Net sales were $2,011.5 million in the second quarter of 2012, an increase of 35.2% from $1,488.2 million in the second quarter of 2011. Excluding the impact of the acquisition of Demag Cranes AG, net sales increased approximately 11% from the comparable prior year period. Adjusting for the translation effect of foreign currency exchange rates, net sales increased approximately 40% from the comparable prior year period and 16% excluding the acquisition. Income from operations was $175.0 million in the second quarter of 2012, an improvement of $168.2 million when compared to income from operations of $6.8 million in the second quarter of 2011. Excluding the impact of restructuring and related items in the second quarter of 2011, income from operations as adjusted was approximately $43 million.

All results are for continuing operations, unless stated otherwise. Results for Demag Cranes AG are reported as the Material Handling & Port Solutions (MHPS) segment. All per share amounts are on a fully diluted basis.

“We had a strong second quarter”, commented Ron DeFeo Terex Chairman and CEO. “This year’s focus has been to improve margins, generate cash and integrate Demag Cranes AG. We are on or ahead of expectations in these categories. Margin improvement resulted from better price realization and cost discipline. We generated free cash flow of approximately $155 million primarily from profit improvement. The integration team has identified and is beginning implementation of improvement opportunities and realizing synergies.

Mr. DeFeo continued, “We are pleased with how the Company performed this past quarter. Our historical businesses continued to grow with improved price realization and reduced expenses (both manufacturing and SG&A) due to actions taken in the prior year. Consequently, the overall operating margin increased significantly to 8.7%, and to 9.9% excluding the Demag Cranes AG acquisition. Our Aerial Work Platforms (AWP) and Cranes segments had strong performances and are well positioned for continued improvement in the second half of the year. The Construction segment returned to profitability for the first time since 2008 and Materials Processing continued their positive trend. Overall, we believe the strength in our AWP and Cranes segments, as well as in North America and select other markets like Australia, will offset the weakness we expect to experience in certain markets during the second half of the year.”
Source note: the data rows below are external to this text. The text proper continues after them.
//! # Cost Allocation
//!
//! Direct and proportionally allocated indirect costs per product.
//!
//! ## Allocation Flow
//! ```text
//! ┌─────────────────────────────────────────────────────────────────────────┐
//! │  inventory_cost      = cost_price × current_quantity                    │
//! │                                                                         │
//! │  share               = inventory_cost / Σ inventory_cost (all products) │
//! │                                                                         │
//! │  operational_cost    = direct operational                               │
//! │                      + general operational × share                      │
//! │  overhead_cost       = direct overhead                                  │
//! │                      + general overhead × share                         │
//! │                                                                         │
//! │  total_cost          = inventory + operational + overhead               │
//! │  cost_per_unit       = total_cost / current_quantity                    │
//! │  profit_margin       = (selling − cost_per_unit) / selling × 100       │
//! │                                                                         │
//! │  "direct"  = cost operation related to this product                    │
//! │  "general" = cost operation related to no product                      │
//! └─────────────────────────────────────────────────────────────────────────┘
//! ```
//!
//! Every division goes through [`safe_div`], so an empty denominator gives
//! zero. Nothing here rounds; use [`ProductCost::rounded`] for display.

use rust_decimal::Decimal;
use serde::{Deserialize, Serialize};
use std::collections::BTreeMap;
use ts_rs::TS;

use crate::error::{CoreError, CoreResult};
use crate::money::{checked_add, checked_sum, percentage, round_money, safe_div, HUNDRED};
use crate::types::{CostCategory, CostOperation, DateRange, Product};

// =============================================================================
// Results
// =============================================================================

/// Cost breakdown of one product.
#[derive(Debug, Clone, PartialEq, Serialize, Deserialize, TS)]
#[ts(export)]
pub struct ProductCost {
    pub product_id: String,
    pub product_name: String,
    #[ts(type = "string")]
    pub inventory_cost: Decimal,
    #[ts(type = "string")]
    pub operational_cost: Decimal,
    #[ts(type = "string")]
    pub overhead_cost: Decimal,
    #[ts(type = "string")]
    pub total_cost: Decimal,
    #[ts(type = "string")]
    pub cost_per_unit: Decimal,
    /// Percent; `None` without a positive selling price.
    #[ts(type = "string | null")]
    pub profit_margin: Option<Decimal>,
    /// Fraction (0..=1) of general costs assigned to this product.
    #[ts(type = "string")]
    pub allocation_share: Decimal,
}

impl ProductCost {
    /// Copy with every figure rounded half-to-even to `dp` places.
    pub fn rounded(&self, dp: u32) -> ProductCost {
        ProductCost {
            product_id: self.product_id.clone(),
            product_name: self.product_name.clone(),
            inventory_cost: round_money(self.inventory_cost, dp),
            operational_cost: round_money(self.operational_cost, dp),
            overhead_cost: round_money(self.overhead_cost, dp),
            total_cost: round_money(self.total_cost, dp),
            cost_per_unit: round_money(self.cost_per_unit, dp),
            profit_margin: self.profit_margin.map(|m| round_money(m, dp)),
            allocation_share: round_money(self.allocation_share, dp),
        }
    }
}

/// Per-category amounts for one calendar month.
#[derive(Debug, Clone, PartialEq, Serialize, Deserialize, TS)]
#[ts(export)]
pub struct MonthlyCost {
    /// `YYYY-MM`
    pub month: String,
    #[ts(type = "string")]
    pub inventory: Decimal,
    #[ts(type = "string")]
    pub operational: Decimal,
    #[ts(type = "string")]
    pub overhead: Decimal,
    #[ts(type = "string")]
    pub total: Decimal,
}

impl MonthlyCost {
    fn empty(month: String) -> Self {
        MonthlyCost {
            month,
            inventory: Decimal::ZERO,
            operational: Decimal::ZERO,
            overhead: Decimal::ZERO,
            total: Decimal::ZERO,
        }
    }

    fn add(&mut self, category: CostCategory, amount: Decimal) {
        match category {
            CostCategory::Inventory => self.inventory += amount,
            CostCategory::Operational => self.operational += amount,
            CostCategory::Overhead => self.overhead += amount,
        }
        self.total += amount;
    }
}

/// One category's slice of the grand total.
#[derive(Debug, Clone, PartialEq, Serialize, Deserialize, TS)]
#[ts(export)]
pub struct CategoryShare {
    pub category: CostCategory,
    #[ts(type = "string")]
    pub amount: Decimal,
    /// Percent of the grand total (0 when the grand total is 0).
    #[ts(type = "string")]
    pub percentage: Decimal,
}

/// Aggregate cost report over a date range.
#[derive(Debug, Clone, PartialEq, Serialize, Deserialize, TS)]
#[ts(export)]
pub struct CostSummary {
    #[ts(type = "string")]
    pub inventory: Decimal,
    #[ts(type = "string")]
    pub operational: Decimal,
    #[ts(type = "string")]
    pub overhead: Decimal,
    #[ts(type = "string")]
    pub grand_total: Decimal,
    /// Ascending by month.
    pub monthly: Vec<MonthlyCost>,
    /// One entry per category, in [`CostCategory::ALL`] order.
    pub breakdown: Vec<CategoryShare>,
}

// =============================================================================
// Snapshot
// =============================================================================

/// Products and cost records read at one point in time.
///
/// Computations on the same snapshot are deterministic and side-effect free.
#[derive(Debug, Clone, Default)]
pub struct CostSnapshot {
    pub products: Vec<Product>,
    pub operations: Vec<CostOperation>,
}

#[derive(Debug, Default)]
struct Indirect {
    direct_operational: Decimal,
    direct_overhead: Decimal,
}

impl CostSnapshot {
    pub fn new(products: Vec<Product>, operations: Vec<CostOperation>) -> Self {
        CostSnapshot {
            products,
            operations,
        }
    }

    /// Σ cost_price × current_quantity over every product.
    pub fn total_inventory_value(&self) -> CoreResult<Decimal> {
        self.products
            .iter()
            .try_fold(Decimal::ZERO, |total, p| checked_add(total, p.inventory_value()?))
    }

    /// Sum of unattributed amounts in one category.
    pub fn general_amount(&self, category: CostCategory) -> CoreResult<Decimal> {
        checked_sum(
            self.operations
                .iter()
                .filter(|op| op.category == category && op.related_entity.is_none())
                .map(|op| op.amount),
        )
    }

    fn direct_amounts(&self, product_id: &str) -> CoreResult<Indirect> {
        let mut direct = Indirect::default();
        for op in &self.operations {
            let related = op
                .related_entity
                .as_ref()
                .is_some_and(|entity| entity.is_product(product_id));
            if !related {
                continue;
            }
            match op.category {
                CostCategory::Operational => {
                    direct.direct_operational = checked_add(direct.direct_operational, op.amount)?
                }
                CostCategory::Overhead => {
                    direct.direct_overhead = checked_add(direct.direct_overhead, op.amount)?
                }
                // Purchases are already in cost_price × quantity.
                CostCategory::Inventory => {}
            }
        }
        Ok(direct)
    }

    /// Computes the cost breakdown of `product` against this snapshot.
    ///
    /// ## Errors
    /// `CoreError::InvariantViolation` if a figure leaves the decimal range.
    pub fn product_cost(&self, product: &Product) -> CoreResult<ProductCost> {
        let inventory_cost = product.inventory_value()?;
        let allocation_share = safe_div(inventory_cost, self.total_inventory_value()?);

        let direct = self.direct_amounts(&product.id)?;
        let operational_cost = checked_add(
            direct.direct_operational,
            share_of(self.general_amount(CostCategory::Operational)?, allocation_share)?,
        )?;
        let overhead_cost = checked_add(
            direct.direct_overhead,
            share_of(self.general_amount(CostCategory::Overhead)?, allocation_share)?,
        )?;

        let total_cost = checked_sum([inventory_cost, operational_cost, overhead_cost])?;
        let cost_per_unit = safe_div(total_cost, Decimal::from(product.current_quantity));

        let profit_margin = product
            .effective_selling_price()
            .map(|selling| share_of(safe_div(selling - cost_per_unit, selling), HUNDRED))
            .transpose()?;

        Ok(ProductCost {
            product_id: product.id.clone(),
            product_name: product.name.clone(),
            inventory_cost,
            operational_cost,
            overhead_cost,
            total_cost,
            cost_per_unit,
            profit_margin,
            allocation_share,
        })
    }

    /// Costs for every product with a selling price, sorted by name.
    pub fn profit_margins(&self) -> CoreResult<Vec<ProductCost>> {
        let mut priced: Vec<&Product> = self
            .products
            .iter()
            .filter(|p| p.selling_price.is_some())
            .collect();
        priced.sort_by(|a, b| a.name.cmp(&b.name).then_with(|| a.id.cmp(&b.id)));

        priced.into_iter().map(|p| self.product_cost(p)).collect()
    }
}

fn share_of(amount: Decimal, factor: Decimal) -> CoreResult<Decimal> {
    amount
        .checked_mul(factor)
        .ok_or_else(|| CoreError::invariant(format!("{} x {} overflows", amount, factor)))
}

// =============================================================================
// Period Totals
// =============================================================================

/// Totals cost operations in `range` by category and by month.
///
/// The grand total is checked first; every partial sum of positive amounts
/// is bounded by it.
pub fn total_costs(operations: &[CostOperation], range: &DateRange) -> CoreResult<CostSummary> {
    let in_range: Vec<&CostOperation> = operations
        .iter()
        .filter(|op| range.contains(op.occurred_at))
        .collect();
    let grand_total = checked_sum(in_range.iter().map(|op| op.amount))?;

    let mut totals: BTreeMap<CostCategory, Decimal> = CostCategory::ALL
        .iter()
        .map(|category| (*category, Decimal::ZERO))
        .collect();
    let mut months: BTreeMap<String, MonthlyCost> = BTreeMap::new();

    for op in in_range {
        *totals.entry(op.category).or_insert(Decimal::ZERO) += op.amount;

        let month = op.occurred_at.format("%Y-%m").to_string();
        months
            .entry(month.clone())
            .or_insert_with(|| MonthlyCost::empty(month))
            .add(op.category, op.amount);
    }

    let amount = |category: CostCategory| totals.get(&category).copied().unwrap_or_default();

    let breakdown = CostCategory::ALL
        .iter()
        .map(|category| CategoryShare {
            category: *category,
            amount: amount(*category),
            percentage: percentage(amount(*category), grand_total),
        })
        .collect();

    Ok(CostSummary {
        inventory: amount(CostCategory::Inventory),
        operational: amount(CostCategory::Operational),
        overhead: amount(CostCategory::Overhead),
        grand_total,
        monthly: months.into_values().collect(),
        breakdown,
    })
}

// =============================================================================
// Unit Tests
// =============================================================================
Mr. DeFeo added, “In evaluating the second half outlook, we are encouraged by the balance in our business and despite concerns in Europe and foreign currency headwinds we expect to achieve earnings for the full year of $1.95 to $2.05 per share (based on an average share count of approximately 114 million shares and excluding the impact of restructuring and unusual items) on sales of $7.5 to $7.8 billion. This outlook includes approximately $0.05 per share cost in the second half of 2012 for the guaranteed payment to the minority shareholders of Demag Cranes AG, pursuant to the Domination and Profit and Loss Transfer Agreement (DPLA).”

Second Quarter Performance Review

In this press release, Terex refers to various GAAP (U.S. generally accepted accounting principles) and non-GAAP financial measures. These non-GAAP measures may not be comparable to similarly titled measures being disclosed by other companies. Terex believes that this non-GAAP information is useful to understanding its operating results and the ongoing performance of its underlying businesses. Certain financial measures are shown in italics the first time referenced and are described in a Glossary at the end of this press release.

Terex Aerial Work Platforms: Net sales for the AWP segment for the second quarter of 2012 increased $120.0 million, or 24.7%, to $605.7 million versus the second quarter of 2011. The Company continued to see increased replacement-based demand in the North American rental channel for its aerial work platform products. The Australian market also continued to be a relatively strong contributor, due to natural resource based construction spending.

Income from operations in the second quarter of 2012 was $83.2 million, or 13.7% of net sales, as compared to income from operations of $27.4 million, or 5.6% of net sales, during the second quarter of 2011. Income from operations benefited primarily from improved price realization and greater manufacturing productivity due to higher volumes, partially offset by higher input costs.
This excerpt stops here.